S L O W D O W N :slapfloor:

:thankU:


Seriously , what does "grade" doe mean ?
Is this a goat without pedigree papers or a goat with unknown pedigree ?

Can a goat without papers be shown ? In what type of classes ?

Sorry if there was a thread about this , I apologize for not checking first .


----------



## RMADairyGoats (Jun 20, 2011)

LOL

A Recorded Grade is a mix between two PB, registered breeds. Example, take a Alpine buck and breed it to a LaMancha doe, and both parents are registered. Because the kid isn't a PB, it is then registered as a Recorded Grade. It can be shown, milk tested, LAed etc.

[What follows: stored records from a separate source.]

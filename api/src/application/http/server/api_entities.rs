pub mod api_error;
pub mod response;
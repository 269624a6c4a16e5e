use std::{net::IpAddr, path::PathBuf, time::Duration};

use clap::{Args as ClapArgs, Parser};
use productlens_core::domain::common::{
    AnalysisConfig, DEFAULT_GEMINI_BASE_URL, DEFAULT_GEMINI_MODEL, DatabaseConfig, LLMConfig,
    ProductLensConfig,
};

#[derive(Debug, Clone, Parser)]
#[command(name = "productlens", version, about = "Product package analysis API")]
pub struct Args {
    #[command(flatten)]
    pub server: ServerArgs,

    #[command(flatten)]
    pub llm: LlmArgs,

    #[command(flatten)]
    pub analysis: AnalysisArgs,

    #[command(flatten)]
    pub database: DatabaseArgs,

    #[command(flatten)]
    pub log: LogArgs,
}

#[derive(Debug, Clone, ClapArgs)]
pub struct ServerArgs {
    #[arg(long = "server-host", env = "SERVER_HOST", default_value = "0.0.0.0")]
    pub host: IpAddr,

    #[arg(long = "server-port", env = "PORT", default_value_t = 5000)]
    pub port: u16,

    /// Prefix prepended to every route, e.g. `/productlens`
    #[arg(long = "server-root-path", env = "SERVER_ROOT_PATH", default_value = "")]
    pub root_path: String,

    #[arg(
        long = "allowed-origins",
        env = "ALLOWED_ORIGINS",
        value_delimiter = ',',
        default_value = "http://localhost:5000"
    )]
    pub allowed_origins: Vec<String>,

    /// Built front end to serve for non-API paths
    #[arg(long = "static-dir", env = "STATIC_DIR")]
    pub static_dir: Option<PathBuf>,
}

#[derive(Debug, Clone, ClapArgs)]
pub struct LlmArgs {
    #[arg(long = "gemini-api-key", env = "GEMINI_API_KEY", hide_env_values = true)]
    pub gemini_api_key: Option<String>,

    /// Fallback when `GEMINI_API_KEY` is not set
    #[arg(long = "google-ai-api-key", env = "GOOGLE_AI_API_KEY", hide_env_values = true)]
    pub google_ai_api_key: Option<String>,

    #[arg(long = "gemini-model", env = "GEMINI_MODEL", default_value = DEFAULT_GEMINI_MODEL)]
    pub gemini_model: String,

    #[arg(long = "gemini-base-url", env = "GEMINI_BASE_URL", default_value = DEFAULT_GEMINI_BASE_URL)]
    pub gemini_base_url: String,

    #[arg(long = "llm-timeout-secs", env = "LLM_TIMEOUT_SECS", default_value_t = 120)]
    pub timeout_secs: u64,
}

impl LlmArgs {
    pub fn api_key(&self) -> Option<String> {
        self.gemini_api_key
            .clone()
            .filter(|key| !key.is_empty())
            .or_else(|| self.google_ai_api_key.clone())
    }
}

#[derive(Debug, Clone, ClapArgs)]
pub struct AnalysisArgs {
    /// Images analyzed at the same time within one upload
    #[arg(long = "analysis-concurrency", env = "ANALYSIS_CONCURRENCY", default_value_t = 4)]
    pub concurrency: usize,
}

#[derive(Debug, Clone, ClapArgs)]
pub struct DatabaseArgs {
    /// Postgres URL; products are kept in memory when unset
    #[arg(long = "database-url", env = "DATABASE_URL", hide_env_values = true)]
    pub url: Option<String>,
}

#[derive(Debug, Clone, ClapArgs)]
pub struct LogArgs {
    #[arg(long = "log-filter", env = "LOG_FILTER", default_value = "info")]
    pub filter: String,

    #[arg(long = "log-json", env = "LOG_JSON", default_value_t = false)]
    pub json: bool,
}

impl From<Args> for ProductLensConfig {
    fn from(args: Args) -> Self {
        ProductLensConfig {
            llm: LLMConfig {
                gemini_api_key: args.llm.api_key(),
                gemini_model: args.llm.gemini_model,
                base_url: args.llm.gemini_base_url,
                request_timeout: Duration::from_secs(args.llm.timeout_secs),
            },
            analysis: AnalysisConfig {
                concurrency: args.analysis.concurrency,
            },
            database: args
                .database
                .url
                .filter(|url| !url.is_empty())
                .map(|url| DatabaseConfig { url }),
        }
    }
}
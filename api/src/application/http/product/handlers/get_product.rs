use axum::extract::{Path, State};
use productlens_core::domain::product::{entities::Product, ports::ProductService};

use crate::application::http::{
    product::validators::parse_product_id,
    server::{
        api_entities::{api_error::ApiError, response::Response},
        app_state::AppState,
    },
};

#[utoipa::path(
    get,
    path = "/{product_id}",
    tag = "product",
    summary = "Get product",
    description = "Retrieves one analyzed product by its identifier.",
    params(
        ("product_id" = i32, Path, description = "Product ID"),
    ),
    responses(
        (status = 200, body = Product),
        (status = 400, description = "Product ID is not an integer"),
        (status = 404, description = "Product not found")
    ),
)]
pub async fn get_product(
    Path(product_id): Path<String>,
    State(state): State<AppState>,
) -> Result<Response<Product>, ApiError> {
    let product_id = parse_product_id(&product_id)?;

    let product = state
        .service
        .get_product(product_id)
        .await
        .map_err(ApiError::from)?;

    Ok(Response::OK(product))
}
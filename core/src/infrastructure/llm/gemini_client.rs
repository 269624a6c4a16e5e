use base64::{Engine as _, engine::general_purpose};
use reqwest::Client;
use serde::{Deserialize, Serialize};

use crate::domain::{
    common::{LLMConfig, entities::app_errors::CoreError},
    product::ports::LLMClient,
};

#[derive(Debug, Clone)]
pub struct GeminiLLMClient {
    api_key: Option<String>,
    model_name: String,
    base_url: String,
    client: Client,
}

#[derive(Debug, Serialize)]
struct GeminiRequest {
    #[serde(skip_serializing_if = "Option::is_none")]
    system_instruction: Option<Content>,
    contents: Vec<Content>,
    #[serde(skip_serializing_if = "Option::is_none")]
    generation_config: Option<GenerationConfig>,
}

#[derive(Debug, Serialize)]
struct Content {
    parts: Vec<Part>,
}

#[derive(Debug, Serialize)]
#[serde(untagged)]
enum Part {
    Text { text: String },
    InlineData { inline_data: InlineData },
}

#[derive(Debug, Serialize)]
struct InlineData {
    mime_type: String,
    data: String,
}

#[derive(Debug, Serialize)]
struct GenerationConfig {
    response_mime_type: String,
    response_schema: serde_json::Value,
}

#[derive(Debug, Deserialize)]
struct GeminiResponse {
    #[serde(default)]
    candidates: Vec<Candidate>,
}

#[derive(Debug, Deserialize)]
struct Candidate {
    content: Option<ContentResponse>,
}

#[derive(Debug, Deserialize)]
struct ContentResponse {
    #[serde(default)]
    parts: Vec<PartResponse>,
}

#[derive(Debug, Deserialize)]
struct PartResponse {
    text: Option<String>,
}

impl GeminiResponse {
    /// Text of the first candidate, with multi-part replies joined.
    fn into_text(self) -> Option<String> {
        let parts = self.candidates.into_iter().next()?.content?.parts;
        let text: String = parts.into_iter().filter_map(|p| p.text).collect();

        (!text.trim().is_empty()).then_some(text)
    }
}

impl GeminiLLMClient {
    pub fn new(config: &LLMConfig) -> Result<Self, CoreError> {
        let client = Client::builder()
            .timeout(config.request_timeout)
            .build()
            .map_err(|e| {
                tracing::error!("Failed to build HTTP client: {}", e);
                CoreError::Configuration(format!("Failed to build HTTP client: {}", e))
            })?;

        Ok(Self {
            api_key: config
                .gemini_api_key
                .clone()
                .filter(|key| !key.trim().is_empty()),
            model_name: config.gemini_model.clone(),
            base_url: config.base_url.trim_end_matches('/').to_string(),
            client,
        })
    }

    pub fn is_configured(&self) -> bool {
        self.api_key.is_some()
    }

    async fn call_gemini_api(&self, request: GeminiRequest) -> Result<String, CoreError> {
        let api_key = self.api_key.as_deref().ok_or_else(missing_api_key)?;

        let url = format!(
            "{}/models/{}:generateContent?key={}",
            self.base_url, self.model_name, api_key
        );

        let response = self
            .client
            .post(&url)
            .json(&request)
            .send()
            .await
            .map_err(|e| {
                // the url carries the api key
                let e = e.without_url();
                tracing::error!("Gemini API request failed: {}", e);
                CoreError::ExternalServiceError(format!("LLM API error: {}", e))
            })?;

        if !response.status().is_success() {
            let status = response.status();
            let error_text = response.text().await.unwrap_or_default();
            tracing::error!("Gemini API error: {} - {}", status, error_text);
            return Err(CoreError::ExternalServiceError(format!(
                "LLM API returned error: {} - {}",
                status, error_text
            )));
        }

        let gemini_response: GeminiResponse = response.json().await.map_err(|e| {
            tracing::error!("Failed to parse Gemini response: {}", e);
            CoreError::ExternalServiceError(format!("Failed to parse LLM response: {}", e))
        })?;

        gemini_response
            .into_text()
            .ok_or_else(|| CoreError::ExternalServiceError("Empty response from LLM".to_string()))
    }
}

fn missing_api_key() -> CoreError {
    CoreError::Configuration(
        "GEMINI_API_KEY is not configured. Set GEMINI_API_KEY (or GOOGLE_AI_API_KEY) to an API key from https://ai.google.dev/".to_string(),
    )
}

fn image_request(
    system_instruction: String,
    prompt: String,
    image_data: &[u8],
    mime_type: String,
    response_schema: serde_json::Value,
) -> GeminiRequest {
    GeminiRequest {
        system_instruction: Some(Content {
            parts: vec![Part::Text {
                text: system_instruction,
            }],
        }),
        contents: vec![Content {
            parts: vec![
                Part::InlineData {
                    inline_data: InlineData {
                        mime_type,
                        data: general_purpose::STANDARD.encode(image_data),
                    },
                },
                Part::Text { text: prompt },
            ],
        }],
        generation_config: Some(GenerationConfig {
            response_mime_type: "application/json".to_string(),
            response_schema,
        }),
    }
}

impl LLMClient for GeminiLLMClient {
    fn ensure_configured(&self) -> Result<(), CoreError> {
        if self.is_configured() {
            Ok(())
        } else {
            Err(missing_api_key())
        }
    }

    async fn generate_with_image(
        &self,
        system_instruction: String,
        prompt: String,
        image_data: Vec<u8>,
        mime_type: String,
        response_schema: serde_json::Value,
    ) -> Result<String, CoreError> {
        self.ensure_configured()?;

        let request = image_request(
            system_instruction,
            prompt,
            &image_data,
            mime_type,
            response_schema,
        );

        self.call_gemini_api(request).await
    }
}

#[cfg(test)]
mod tests {
    use serde_json::json;

    use super::*;

    #[test]
    fn request_carries_image_schema_and_instruction() {
        let request = image_request(
            "You are an analyst".to_string(),
            "Analyze".to_string(),
            b"png-bytes",
            "image/png".to_string(),
            json!({ "type": "object" }),
        );

        let body = serde_json::to_value(&request).unwrap();

        assert_eq!(
            body["system_instruction"]["parts"][0]["text"],
            "You are an analyst"
        );
        assert_eq!(
            body["contents"][0]["parts"][0]["inline_data"]["mime_type"],
            "image/png"
        );
        assert_eq!(
            body["contents"][0]["parts"][0]["inline_data"]["data"],
            general_purpose::STANDARD.encode(b"png-bytes")
        );
        assert_eq!(body["contents"][0]["parts"][1]["text"], "Analyze");
        assert_eq!(
            body["generation_config"]["response_mime_type"],
            "application/json"
        );
        assert_eq!(body["generation_config"]["response_schema"]["type"], "object");
    }

    #[test]
    fn reply_text_is_extracted_from_first_candidate() {
        let response: GeminiResponse = serde_json::from_value(json!({
            "candidates": [
                { "content": { "parts": [{ "text": "{\"a\":" }, { "text": "1}" }] } },
                { "content": { "parts": [{ "text": "ignored" }] } }
            ]
        }))
        .unwrap();

        assert_eq!(response.into_text().as_deref(), Some("{\"a\":1}"));
    }

    #[test]
    fn blocked_or_empty_reply_has_no_text() {
        let blocked: GeminiResponse =
            serde_json::from_value(json!({ "promptFeedback": { "blockReason": "SAFETY" } }))
                .unwrap();
        assert_eq!(blocked.into_text(), None);

        let empty: GeminiResponse =
            serde_json::from_value(json!({ "candidates": [{ "content": { "parts": [{ "text": " " }] } }] }))
                .unwrap();
        assert_eq!(empty.into_text(), None);
    }

    #[tokio::test]
    async fn missing_key_fails_without_network() {
        let client = GeminiLLMClient::new(&LLMConfig {
            gemini_api_key: Some("   ".to_string()),
            base_url: "http://127.0.0.1:9".to_string(),
            ..LLMConfig::default()
        })
        .unwrap();

        assert!(!client.is_configured());
        let err = client
            .generate_with_image(
                String::new(),
                String::new(),
                vec![1, 2, 3],
                "image/jpeg".to_string(),
                json!({}),
            )
            .await
            .unwrap_err();
        assert!(matches!(err, CoreError::Configuration(_)));
    }
}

A Nigerian Dwarf or ND mix can't be registered as a Grade, and a goat that doesn't have registered parents can't either..


----------



## RMADairyGoats (Jun 20, 2011)

A goat without papers can't be shown unless it's 4H.


----------



## StaceyRosado (Oct 5, 2007)

a grade goat is one who is a mix of purebred parents of different breeds. yes there are shows for them in the ADGA


----------



## Trickyroo (Sep 26, 2012)

Thanks guys 
I have a few does that dont have papers but IMO (a newbie opinion at that ) they are pretty nicely built so I was wondering if I found out who their parents are , and they are PB , is it possible to show them.
And , if I couldnt get papers on them , could i still show them ...
But now I know


----------



## RMADairyGoats (Jun 20, 2011)

We're thinking of getting a RG in the spring  I want a SaMancha (Saanen X LaMancha) cross


----------



## Trickyroo (Sep 26, 2012)

I have a Boer x LaMancha cross , Jenni .
She is a blast , she has us hysterical all the time with her antics , lol


----------



## RMADairyGoats (Jun 20, 2011)

Is that the one in your avatar? I'm guessing so because of her color and ears


----------



## Trickyroo (Sep 26, 2012)

Yep , thats her , I love her like crazy 
She is one funny goat !


----------



## Trickyroo (Sep 26, 2012)

I have a picture of her on my phone , she is sitting down like a dog and yawning , lolol.
She runs around like a maniac and bounces around doing a two beat kinda gait.....she puts her fronts together and her backs and bounces , lol Its the funniest , cutest thing I ever saw 
She did that the first time I got her home , she was just happy to be anywhere I guess


----------



## Trickyroo (Sep 26, 2012)

I was told if the momma is a LaMancha the kidds will have her ears or lack of....I would love to breed Jenni , but she is so childish I dont know if she would be a good momma , lolol.


----------



## J.O.Y. Farm (Jan 10, 2012)

Riley I know a do that is Reg. With ADGA as a RG and her sire is unregistered.(and a mix at that)


----------



## JaLyn (Oct 10, 2012)

I have no answer to your question but i do know a yellow light means floor it


----------